The main Biblical name of God, Elohim, written אלהים ˀlhym Elohim is actually a plural, which also means “the rulers”. Singular forms like El or Allah can likewise mean “mighty one” or “ruler”.

Elohim puns in a nutshell

Like all gods, Elohim appears to have been created from poetry, by combining attributes that sound similar to his name. I assume that this was done in an honest fashion. Both Elohim and Yahweh probably existed before monotheism, as gods associated with their specific attributes. They were later merged, because several of their attributes are synonyms. For ELohim, the words all follow the pattern L-M, plus a letter He / Ḥet / ˀAleph / ˁAyin.

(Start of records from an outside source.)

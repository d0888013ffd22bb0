//! Tick-rate modulators and sample-rate oscillators.
//!
//! Everything here is allocation-free and owns only its own runtime state.
//! Instrument parameters are passed in by reference on every call so that a
//! voice can edit them live between ticks.

/// Arpeggio table stepping.
pub mod arpeggio;
/// Tick-driven ADSR volume envelope.
pub mod envelope;
/// Vibrato and arpeggio combined into one pitch offset.
pub mod modulation;
/// Wavetable and PCM oscillators.
pub mod oscillator;
/// Note to frequency helpers.
pub mod pitch;
/// Wave table stepping for wavetable instruments.
pub mod sequencer;
/// Tick-rate sine vibrato.
pub mod vibrato;
/// The built-in wave set.
pub mod waves;

pub use envelope::{EnvelopeGenerator, EnvelopeState};
pub use modulation::{ModulationUnit, PitchOffset};
pub use oscillator::{Oscillator, Playback};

The spooks came later, found that some puns existed with nasty meanings, and used these specific gods for their pun-encryption.

Semitic El & Elohim for “gods” & “rulers”

The Semitic term אל ˀl El, plural אלהים ˀlhym Elohim, means “god” & “gods”, but also “lord” & “lords”. It is used for both gods & human lords. Equating gods & aristocrats was not uncommon in ancient pre-classical times: The Egyptian term Netjer was also used for both gods & high-level aristocrats.

Hebrew ˀl = God, god, ruler; ˀlhym = God, gods, rulers

אל ˀl el : God, god, gods, mighty, Mighty One, power, strong; applied to men of might and rank — Old Hebrew (Strong)

אלהים ˀlhym : God, god, gods; divine being; great, judges, mighty, rulers; Plural of ’elowahh; gods in the ordinary sense; but specifically used (in the plural thus, especially with the article) of the supreme God; occasionally applied by way of deference to magistrates — Old Hebrew (Strong)

אלוהים ˀlwhym : the Almighty God of Israel; rulers, judges; divine ones; angels; gods, deities — Hebrew (Wikt)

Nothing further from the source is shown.